Nitric acid chemistries with high oxidising potential are best, as the passive film formed on the surface forms faster and is more effective, thereby reducing the potential for etching. It has been stated that although nitric acid passivation is less costly to use, more pronounced environmental hazards exist. Nitric acid is naturally hazardous and emits toxic fumes. It also requires special handling and disposal, making it more expensive than using citric acid passivation in some situations.

According to ASTM A967 five different nitric acid passivation methods:

• Nitric 1: The solution consists of 20-25 v% nitric acid and 2.5 w% Sodium Dichromate, at a temperature of 45 -55 C with 20 minutes as minimum exposure time
• Nitric 2: The solution consists of 20-45 v% nitric acid, at a temperature of 20 -30 ̊C with 30 minutes as minimum exposure time.
• Nitric 3: The solution consists of 20-25 v% nitric acid, at a temperature of 50 -60 ̊C with 20 minutes as minimum exposure time.
• Nitric 4: The solution consists of 45-55 v% nitric acid, at a temperature of 45 -55 ̊C with 30 minutes as minimum exposure time.
• Nitric 5: This covers other combinations of temperature, time, and acid with or without accelerants, inhibitors, or proprietary solutions capable of producing parts that pass the specified test requirements.

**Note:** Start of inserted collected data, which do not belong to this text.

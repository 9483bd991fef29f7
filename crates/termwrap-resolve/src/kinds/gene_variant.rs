//! Gene variants: mutation classes observed in a gene or genomic region.

use std::collections::BTreeMap;

use termwrap_core::constants::WILDTYPE_CLASS;
use termwrap_core::errors::{ResolveError, ResolveResult};
use termwrap_core::models::{
    GradeOptions, Group, GroupSet, Mode, RawTermWrapper, Shape, Term, TermGroupSetting,
    TermValue, TermWrapper,
};

use super::{complete, KindContext, ShapeStage};

/// Mutation classes, keyed the way variant data encodes them.
const MUTATION_CLASSES: [(&str, &str); 13] = [
    ("M", "Missense"),
    ("F", "Frameshift"),
    ("N", "Nonsense"),
    ("S", "Silent"),
    ("D", "Protein deletion"),
    ("I", "Protein insertion"),
    ("P", "Splice region"),
    ("L", "Splice"),
    ("CNV_amp", "Copy number gain"),
    ("CNV_loss", "Copy number loss"),
    ("Fuserna", "Fusion transcript"),
    (WILDTYPE_CLASS, "Wildtype"),
    (NOT_TESTED_CLASS, "Not tested"),
];

const NOT_TESTED_CLASS: &str = "Blank";

const DEFAULT_GROUPSET_NAME: &str = "Mutated vs. Wildtype";

const MODES: &[Mode] = &[Mode::Discrete, Mode::Binary];

fn modes(_shape: Shape) -> &'static [Mode] {
    MODES
}

/// `TP53`, or `chr17:7661779-7687538` for a region.
pub fn locus_name(term: &Term) -> ResolveResult<String> {
    if let Some(gene) = term.gene.as_deref().filter(|g| !g.is_empty()) {
        return Ok(gene.to_string());
    }
    match (term.chr.as_deref(), term.start, term.stop) {
        (Some(chr), Some(start), Some(stop)) if !chr.is_empty() => {
            if start >= stop {
                return Err(ResolveError::schema(format!(
                    "geneVariant region start {start} must be less than stop {stop}"
                )));
            }
            Ok(format!("{chr}:{start}-{stop}"))
        }
        _ => Err(ResolveError::schema(
            "geneVariant term requires gene or chr/start/stop",
        )),
    }
}

fn mutation_values() -> BTreeMap<String, TermValue> {
    MUTATION_CLASSES
        .iter()
        .map(|(key, label)| {
            let mut value = TermValue::labeled(*label);
            value.uncomputable = *key == NOT_TESTED_CLASS;
            (key.to_string(), value)
        })
        .collect()
}

/// Every tested, non-wildtype class against wildtype; `None` when the
/// term lists no wildtype value.
fn default_groupset(values: &BTreeMap<String, TermValue>) -> Option<GroupSet> {
    if !values.contains_key(WILDTYPE_CLASS) {
        return None;
    }
    let mutated = values
        .iter()
        .filter(|(key, value)| key.as_str() != WILDTYPE_CLASS && !value.uncomputable)
        .map(|(key, _)| key.clone());
    Some(GroupSet::new(
        DEFAULT_GROUPSET_NAME,
        vec![
            Group::with_values("Mutated", mutated),
            Group::with_values("Wildtype", [WILDTYPE_CLASS]),
        ],
    ))
}

/// Derive the display name and id, the mutation-class values, and the
/// default groupset. An unspecified query uses the first groupset.
pub fn fill(raw: &mut RawTermWrapper) -> ResolveResult<()> {
    let term = &mut raw.term;
    let name = locus_name(term)?;
    if term.name.is_empty() {
        term.name = name.clone();
    }
    if term.id.is_empty() {
        term.id = name;
    }
    let values = term.values.get_or_insert_with(mutation_values);
    let groupset = default_groupset(values);
    let setting = term
        .groupsetting
        .get_or_insert_with(TermGroupSetting::default);
    if setting.lst.is_empty() {
        setting.lst.extend(groupset);
    }

    let q = &mut raw.q;
    if q.query_type.is_none() && !q.has("customset") {
        q.query_type = Some(Shape::PredefinedGroupSet);
        if !q.has("predefined_groupset_idx") {
            q.fields
                .insert("predefined_groupset_idx".to_string(), 0.into());
        }
    }
    Ok(())
}

pub fn resolve<V>(mut raw: RawTermWrapper, ctx: &KindContext<'_, V>) -> ResolveResult<TermWrapper> {
    fill(&mut raw)?;
    complete(
        raw,
        ShapeStage {
            candidates: &Shape::DISCRETE,
            modes,
            grade: GradeOptions::default(),
        },
        ctx,
    )
}
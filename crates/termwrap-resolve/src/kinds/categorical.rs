//! Categorical terms and the qualitative types (snp, singleCellCellType)
//! that resolve the same way.

use termwrap_core::errors::ResolveResult;
use termwrap_core::models::{
    GradeOptions, Mode, RawTermWrapper, Shape, TermGroupSetting, TermWrapper,
};

use super::{complete, KindContext, ShapeStage};

const MODES: &[Mode] = &[Mode::Discrete, Mode::Binary];

fn modes(_shape: Shape) -> &'static [Mode] {
    MODES
}

/// Default the term payload; an unspecified query lists values.
pub fn fill(raw: &mut RawTermWrapper) {
    raw.term.values.get_or_insert_with(Default::default);
    raw.term
        .groupsetting
        .get_or_insert_with(TermGroupSetting::default);
    let q = &mut raw.q;
    if q.query_type.is_none() && !q.has("predefined_groupset_idx") && !q.has("customset") {
        q.query_type = Some(Shape::Values);
    }
}

pub fn resolve<V>(mut raw: RawTermWrapper, ctx: &KindContext<'_, V>) -> ResolveResult<TermWrapper> {
    fill(&mut raw);
    complete(
        raw,
        ShapeStage {
            candidates: &Shape::DISCRETE,
            modes,
            grade: GradeOptions::default(),
        },
        ctx,
    )
}
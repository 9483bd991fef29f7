//! Graded conditions (adverse events, diagnoses) whose values are grades.

use std::collections::BTreeMap;

use termwrap_core::errors::{ResolveError, ResolveResult};
use termwrap_core::models::{
    GradeOptions, Mode, Query, RawQuery, RawTermWrapper, Shape, Term, TermValue, TermWrapper,
};

use super::{complete, KindContext, ShapeStage};
use crate::base::take_flag;

/// Grade labels a condition term gets when the vocabulary lists none.
const DEFAULT_GRADES: [(&str, &str); 6] = [
    ("0", "0: No condition"),
    ("1", "1: Mild"),
    ("2", "2: Moderate"),
    ("3", "3: Severe"),
    ("4", "4: Life-threatening"),
    ("5", "5: Death"),
];

fn modes(shape: Shape) -> &'static [Mode] {
    match shape {
        Shape::Values => &[Mode::Discrete, Mode::Binary, Mode::Cuminc, Mode::Cox],
        _ => &[Mode::Discrete, Mode::Binary],
    }
}

pub fn fill(raw: &mut RawTermWrapper) {
    raw.term.values.get_or_insert_with(|| {
        DEFAULT_GRADES
            .iter()
            .map(|(grade, label)| (grade.to_string(), TermValue::labeled(*label)))
            .collect::<BTreeMap<_, _>>()
    });
    let q = &mut raw.q;
    if q.query_type.is_none() && !q.has("predefined_groupset_idx") && !q.has("customset") {
        q.query_type = Some(Shape::Values);
    }
}

/// Take the grade settings out of `q`, defaulting to max grade per patient,
/// bars by grade.
pub fn grade_options(term: &Term, q: &mut RawQuery) -> ResolveResult<GradeOptions> {
    let mut grade = GradeOptions {
        value_by_max_grade: take_flag(q, "value_by_max_grade")?,
        value_by_most_recent: take_flag(q, "value_by_most_recent")?,
        value_by_computable_grade: take_flag(q, "value_by_computable_grade")?,
        bar_by_grade: take_flag(q, "bar_by_grade")?,
        bar_by_children: take_flag(q, "bar_by_children")?,
        breaks: q.take("breaks")?.unwrap_or_default(),
        time_scale: q.take("timeScale")?,
    };

    let value_by = [
        grade.value_by_max_grade,
        grade.value_by_most_recent,
        grade.value_by_computable_grade,
    ];
    match value_by.iter().filter(|set| **set).count() {
        0 => grade.value_by_max_grade = true,
        1 => {}
        _ => {
            return Err(ResolveError::invariant(
                "only one value_by_* option may be set on a condition query",
            ))
        }
    }

    match (grade.bar_by_grade, grade.bar_by_children) {
        (false, false) => grade.bar_by_grade = true,
        (true, true) => {
            return Err(ResolveError::invariant(
                "bar_by_grade and bar_by_children are mutually exclusive",
            ))
        }
        _ => {}
    }
    if grade.bar_by_children && term.isleaf == Some(true) {
        return Err(ResolveError::invariant(format!(
            "bar_by_children requires a non-leaf term, but {} is a leaf",
            term.id
        )));
    }

    if grade.breaks.windows(2).any(|w| w[0] >= w[1]) {
        return Err(ResolveError::invariant(
            "grade breaks must be strictly increasing",
        ));
    }
    Ok(grade)
}

/// Break counts each mode needs when grades are the values.
fn check_breaks(q: &Query) -> ResolveResult<()> {
    let Query::Values(values) = q else {
        return Ok(());
    };
    let count = values.grade.breaks.len();
    match values.common.mode {
        Mode::Binary | Mode::Cox if count != 1 => Err(ResolveError::invariant(format!(
            "{} mode requires exactly one grade break, found {count}",
            values.common.mode
        ))),
        Mode::Cuminc if count == 0 => Err(ResolveError::invariant(
            "cuminc mode requires at least one grade break",
        )),
        _ => Ok(()),
    }
}

pub fn resolve<V>(mut raw: RawTermWrapper, ctx: &KindContext<'_, V>) -> ResolveResult<TermWrapper> {
    fill(&mut raw);
    let grade = grade_options(&raw.term, &mut raw.q)?;
    let tw = complete(
        raw,
        ShapeStage {
            candidates: &Shape::DISCRETE,
            modes,
            grade,
        },
        ctx,
    )?;
    check_breaks(&tw.q)?;
    Ok(tw)
}
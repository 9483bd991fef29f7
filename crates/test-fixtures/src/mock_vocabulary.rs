use std::collections::BTreeMap;
use std::sync::atomic::{AtomicUsize, Ordering};

use termwrap_binning::ValueSummary;
use termwrap_core::errors::{ResolveError, ResolveResult};
use termwrap_core::models::{PercentileValues, RawTermWrapper, TermBins};
use termwrap_core::traits::Vocabulary;

/// In-memory vocabulary with per-term bins and observed values.
///
/// Counts every capability call, and can be told to fail them all.
#[derive(Debug, Default)]
pub struct MockVocabulary {
    bins: BTreeMap<String, TermBins>,
    values: BTreeMap<String, ValueSummary>,
    failure: Option<String>,
    set_term_bins_calls: AtomicUsize,
    get_percentile_calls: AtomicUsize,
}

impl MockVocabulary {
    pub fn new() -> Self {
        Self::default()
    }

    /// Bins `set_term_bins` supplies for `term_id`.
    pub fn with_bins(mut self, term_id: &str, bins: TermBins) -> Self {
        self.bins.insert(term_id.to_string(), bins);
        self
    }

    /// Bins from JSON; panics on malformed input.
    pub fn with_bins_json(self, term_id: &str, bins: serde_json::Value) -> Self {
        let bins = serde_json::from_value(bins).expect("valid term bins");
        self.with_bins(term_id, bins)
    }

    /// Observed values `get_percentile` is answered from.
    pub fn with_values(mut self, term_id: &str, values: impl IntoIterator<Item = f64>) -> Self {
        self.values
            .insert(term_id.to_string(), ValueSummary::new(values));
        self
    }

    /// Make every capability call fail with `reason`.
    pub fn failing(mut self, reason: &str) -> Self {
        self.failure = Some(reason.to_string());
        self
    }

    pub fn set_term_bins_calls(&self) -> usize {
        self.set_term_bins_calls.load(Ordering::SeqCst)
    }

    pub fn get_percentile_calls(&self) -> usize {
        self.get_percentile_calls.load(Ordering::SeqCst)
    }

    fn check_failure(&self, capability: &str) -> ResolveResult<()> {
        match &self.failure {
            Some(reason) => Err(ResolveError::remote_fetch(capability, reason.clone())),
            None => Ok(()),
        }
    }
}

impl Vocabulary for MockVocabulary {
    async fn set_term_bins(&self, tw: &mut RawTermWrapper) -> ResolveResult<()> {
        self.set_term_bins_calls.fetch_add(1, Ordering::SeqCst);
        self.check_failure("set_term_bins")?;
        let bins = self.bins.get(&tw.term.id).ok_or_else(|| {
            ResolveError::remote_fetch("set_term_bins", format!("no bins for term {}", tw.term.id))
        })?;
        tw.term.bins = Some(bins.clone());
        Ok(())
    }

    async fn get_percentile(
        &self,
        term_id: &str,
        percentiles: &[f64],
    ) -> ResolveResult<PercentileValues> {
        self.get_percentile_calls.fetch_add(1, Ordering::SeqCst);
        self.check_failure("get_percentile")?;
        let summary = self.values.get(term_id).ok_or_else(|| {
            ResolveError::remote_fetch("get_percentile", format!("no values for term {term_id}"))
        })?;
        let values = percentiles
            .iter()
            .map(|p| {
                summary.percentile(*p).ok_or_else(|| {
                    ResolveError::remote_fetch(
                        "get_percentile",
                        format!("term {term_id} has no observed values"),
                    )
                })
            })
            .collect::<ResolveResult<Vec<f64>>>()?;
        Ok(PercentileValues { values })
    }
}

#[cfg(test)]
mod tests {
    use super::*;
    use termwrap_core::models::{Term, TermType};

    #[tokio::test]
    async fn percentiles_come_from_registered_values() {
        let vocab = MockVocabulary::new().with_values("age", (1..=100).map(f64::from));
        let p = vocab.get_percentile("age", &[50.0, 90.0]).await.unwrap();
        assert_eq!(p.values, vec![50.0, 90.0]);
        assert_eq!(vocab.get_percentile_calls(), 1);
    }

    #[tokio::test]
    async fn failures_are_remote_fetch_errors() {
        let vocab = MockVocabulary::new().failing("offline");
        let mut tw = RawTermWrapper::new(Term::new("age", TermType::Float));
        let err = vocab.set_term_bins(&mut tw).await.unwrap_err();
        assert!(matches!(err, ResolveError::RemoteFetch { .. }));
        assert_eq!(vocab.set_term_bins_calls(), 1);
    }
}
use termwrap_core::constants::BINARY_GROUP_COUNT;
use termwrap_core::errors::{ResolveError, ResolveResult};
use termwrap_core::models::{Mode, Query, RawQuery, Shape, Term, TermKind, ValuesQuery};

use super::{is_discrete_mode, ShapeInput, ShapeResolver};

/// Every term value is its own category.
pub struct ValuesShape;

impl ShapeResolver for ValuesShape {
    const SHAPE: Shape = Shape::Values;

    fn infers(_term: &Term, q: &RawQuery) -> bool {
        is_discrete_mode(q.mode) && !q.has("predefined_groupset_idx") && !q.has("customset")
    }

    fn validate(input: ShapeInput<'_>) -> ResolveResult<Query> {
        // condition grades are grouped by breaks, checked by the kind
        if input.common.mode == Mode::Binary
            && input.kind != TermKind::Condition
            && input.term.value_count() != BINARY_GROUP_COUNT
        {
            return Err(ResolveError::invariant("term.values must have exactly two keys"));
        }
        Ok(Query::Values(ValuesQuery {
            common: input.common,
            grade: input.grade,
        }))
    }
}
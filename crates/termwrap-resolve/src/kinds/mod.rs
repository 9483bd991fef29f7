//! Level-one dispatch: one resolver family per term kind.

pub mod categorical;
pub mod condition;
pub mod gene_variant;
pub mod numeric;
pub mod term_collection;

use termwrap_core::config::TermwrapConfig;
use termwrap_core::errors::{ResolveError, ResolveResult};
use termwrap_core::models::{GradeOptions, Mode, RawQuery, RawTermWrapper, Shape, Term, TermKind, TermWrapper};
use termwrap_core::traits::Vocabulary;
use tracing::debug;

use crate::base::TwBase;
use crate::shapes::{self, ShapeInput};

/// Router state a kind resolver may read.
#[derive(Debug)]
pub struct KindContext<'a, V> {
    pub vocab: &'a V,
    pub config: &'a TermwrapConfig,
}

impl<'a, V> KindContext<'a, V> {
    pub fn base(&self, kind: TermKind) -> TwBase<'a> {
        TwBase::new(kind, &self.config.resolve)
    }
}

/// Resolve a preprocessed raw wrapper through the resolver of its kind.
pub async fn resolve<V: Vocabulary>(
    mut raw: RawTermWrapper,
    ctx: &KindContext<'_, V>,
) -> ResolveResult<TermWrapper> {
    let kind = raw.term.kind();
    debug!(term = %raw.term.id, kind = %kind, "dispatching on term kind");
    ctx.base(kind).merge_default_q(&mut raw.q)?;
    match kind {
        TermKind::Categorical | TermKind::Qualitative => categorical::resolve(raw, ctx),
        TermKind::Numeric | TermKind::Date => numeric::resolve(raw, ctx).await,
        TermKind::Condition => condition::resolve(raw, ctx),
        TermKind::GeneVariant => gene_variant::resolve(raw, ctx),
        TermKind::TermCollection => term_collection::resolve(raw, ctx),
    }
}

/// What distinguishes one kind's shape stage from another's.
pub struct ShapeStage {
    pub candidates: &'static [Shape],
    pub modes: fn(Shape) -> &'static [Mode],
    pub grade: GradeOptions,
}

/// Classify, validate, and tag a filled raw wrapper.
pub fn complete<V>(
    raw: RawTermWrapper,
    stage: ShapeStage,
    ctx: &KindContext<'_, V>,
) -> ResolveResult<TermWrapper> {
    let RawTermWrapper {
        id,
        term,
        mut q,
        dollar_id,
    } = raw;
    let kind = term.kind();
    let base = ctx.base(kind);
    let shape = shapes::classify(stage.candidates, &term, &q)
        .ok_or_else(|| routing_miss(&term, &q))?;
    debug!(term = %term.id, shape = %shape, "classified query shape");

    let common = base.common(&term, &mut q, shape);
    base.check_mode(&term, shape, common.mode, (stage.modes)(shape))?;
    let query = shapes::validate(
        shape,
        ShapeInput {
            kind,
            term: &term,
            q: &mut q,
            common,
            grade: stage.grade,
            binning: &ctx.config.binning,
        },
    )?;
    if !q.fields.is_empty() {
        debug!(
            term = %term.id,
            dropped = ?q.fields.keys().collect::<Vec<_>>(),
            "dropped query keys the shape does not use"
        );
    }
    base.finish(id, term, query, dollar_id)
}

fn routing_miss(term: &Term, q: &RawQuery) -> ResolveError {
    match q.query_type {
        Some(shape) => ResolveError::routing_miss(format!(
            "{} terms do not take q.type='{shape}'",
            term.term_type
        )),
        None => ResolveError::routing_miss(format!(
            "no q.type for {} term {} could be inferred from mode '{}'",
            term.term_type,
            term.id,
            q.mode.unwrap_or_default()
        )),
    }
}
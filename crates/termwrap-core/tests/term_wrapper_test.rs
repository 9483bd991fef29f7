//! Persisted term-wrapper form: tag derivation and lossless round trips.

use serde_json::json;
use termwrap_core::models::*;

fn values_query(mode: Mode) -> Query {
    Query::Values(ValuesQuery {
        common: QueryCommon {
            mode,
            ..Default::default()
        },
        grade: GradeOptions::default(),
    })
}

#[test]
fn tag_is_derived_from_term_and_query() {
    let tw = TermWrapper::assemble(
        "sex".into(),
        Term::new("sex", TermType::Categorical),
        values_query(Mode::Discrete),
        None,
    )
    .unwrap();
    assert_eq!(tw.tag(), TwTag::CatTWValues);

    let tw = TermWrapper::assemble(
        "rs123".into(),
        Term::new("rs123", TermType::Snp),
        values_query(Mode::Discrete),
        None,
    )
    .unwrap();
    assert_eq!(tw.tag(), TwTag::QualTWValues);
}

#[test]
fn incompatible_shape_is_rejected() {
    let err = TermWrapper::assemble(
        "age".into(),
        Term::new("age", TermType::Float),
        values_query(Mode::Discrete),
        None,
    )
    .unwrap_err();
    assert!(err.to_string().contains("cannot process tw"));
}

#[test]
fn json_round_trip_is_lossless() {
    let mut q = ContinuousQuery::default();
    q.common.mode = Mode::Continuous;
    q.scale = Some(10.0);
    let tw = TermWrapper::assemble(
        "agedx".into(),
        Term::new("agedx", TermType::Float),
        Query::Continuous(q),
        Some("tw-1".into()),
    )
    .unwrap();

    let value = serde_json::to_value(&tw).unwrap();
    assert_eq!(value["type"], json!("NumTWCont"));
    assert_eq!(value["$id"], json!("tw-1"));
    let back: TermWrapper = serde_json::from_value(value).unwrap();
    assert_eq!(back, tw);
    assert_eq!(back.clone(), tw);
}

#[test]
fn inconsistent_persisted_tag_fails() {
    let value = json!({
        "id": "sex",
        "type": "QualTWValues",
        "term": {"id": "sex", "type": "categorical"},
        "q": {"type": "values", "mode": "discrete", "hiddenValues": {}}
    });
    let result: Result<TermWrapper, _> = serde_json::from_value(value);
    assert!(result.is_err());
}

#[test]
fn to_raw_keeps_dispatch_fields() {
    let tw = TermWrapper::assemble(
        "sex".into(),
        Term::new("sex", TermType::Categorical),
        values_query(Mode::Binary),
        None,
    )
    .unwrap();
    let raw = tw.to_raw().unwrap();
    assert_eq!(raw.q.query_type, Some(Shape::Values));
    assert_eq!(raw.q.mode, Some(Mode::Binary));
    assert_eq!(raw.id.as_deref(), Some("sex"));
}
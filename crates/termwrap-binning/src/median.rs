use termwrap_core::models::flags::format_number;
use termwrap_core::models::Bin;

/// Two bins split at `median`: `<m` and `≥m`.
pub fn median_bins(median: f64) -> Vec<Bin> {
    let m = round_auto(median);
    let mut below = Bin::below(m, false);
    below.label = format!("<{}", format_number(m));
    let mut above = Bin::above(m, true);
    above.label = format!("≥{}", format_number(m));
    vec![below, above]
}

/// Integers are kept; anything else is rounded to two decimals.
fn round_auto(x: f64) -> f64 {
    if x == x.trunc() {
        x
    } else {
        (x * 100.0).round() / 100.0
    }
}

#[cfg(test)]
mod tests {
    use super::*;

    #[test]
    fn median_split_labels() {
        let bins = median_bins(42.456);
        assert_eq!(bins[0].label, "<42.46");
        assert_eq!(bins[1].label, "≥42.46");
        assert_eq!(bins[0].stop, bins[1].start);
    }
}
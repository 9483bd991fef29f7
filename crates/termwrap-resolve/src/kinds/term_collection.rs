//! Term collections: several member terms analyzed together.

use std::collections::{BTreeMap, BTreeSet};

use termwrap_core::errors::{ResolveError, ResolveResult};
use termwrap_core::models::{
    GradeOptions, Mode, RawTermWrapper, Shape, TermValue, TermWrapper,
};

use super::{complete, KindContext, ShapeStage};

const CANDIDATES: [Shape; 2] = [Shape::Values, Shape::Continuous];

fn modes(shape: Shape) -> &'static [Mode] {
    match shape {
        Shape::Continuous => &[Mode::Continuous],
        _ => &[Mode::Discrete],
    }
}

/// Check the member list and derive `term.values` from it. An unspecified
/// query is continuous.
pub fn fill(raw: &mut RawTermWrapper) -> ResolveResult<()> {
    let term = &mut raw.term;
    let members = match term.termlst.as_deref() {
        Some(members) if !members.is_empty() => members,
        _ => {
            return Err(ResolveError::schema(
                "termCollection term requires a non-empty termlst",
            ))
        }
    };
    let mut seen = BTreeSet::new();
    for member in members {
        if member.id.is_empty() {
            return Err(ResolveError::schema("termlst member is missing an id"));
        }
        if !seen.insert(member.id.as_str()) {
            return Err(ResolveError::invariant(format!(
                "duplicate member term '{}' in termlst",
                member.id
            )));
        }
    }
    if term.values.is_none() {
        let values: BTreeMap<String, TermValue> = members
            .iter()
            .map(|m| {
                let label = if m.name.is_empty() { &m.id } else { &m.name };
                (m.id.clone(), TermValue::labeled(label.clone()))
            })
            .collect();
        term.values = Some(values);
    }
    if raw.q.query_type.is_none() && raw.q.mode.is_none() {
        raw.q.mode = Some(Mode::Continuous);
    }
    Ok(())
}

pub fn resolve<V>(mut raw: RawTermWrapper, ctx: &KindContext<'_, V>) -> ResolveResult<TermWrapper> {
    fill(&mut raw)?;
    complete(
        raw,
        ShapeStage {
            candidates: &CANDIDATES,
            modes,
            grade: GradeOptions::default(),
        },
        ctx,
    )
}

From a purely environmental standpoint, citric acid passivation is a far better option. There are fewer handling concerns and less to worry about when it comes to disposal. But there are cases where nitric acid passivation works better. The risk of flash attack or the potential for etching the surfaces is elevated with nitric acid, however, taking the precautions mentioned earlier lessens the risk. Flash attack can occur with citric acid too, but at a much lower risk.

Early citric acid formulations suffered from organic growth issues, but modern formulations include biocides to mitigate the issue. Citric acid removes only the free iron on the surface, whereas nitric acid removes some metals on the alloy itself. Citric acid is more expensive since it is naturally derived and can’t be created in a laboratory. This results in a higher chemistry costs, even as it saves money in just about every other area, including labour, equipment, maintenance and disposal costs.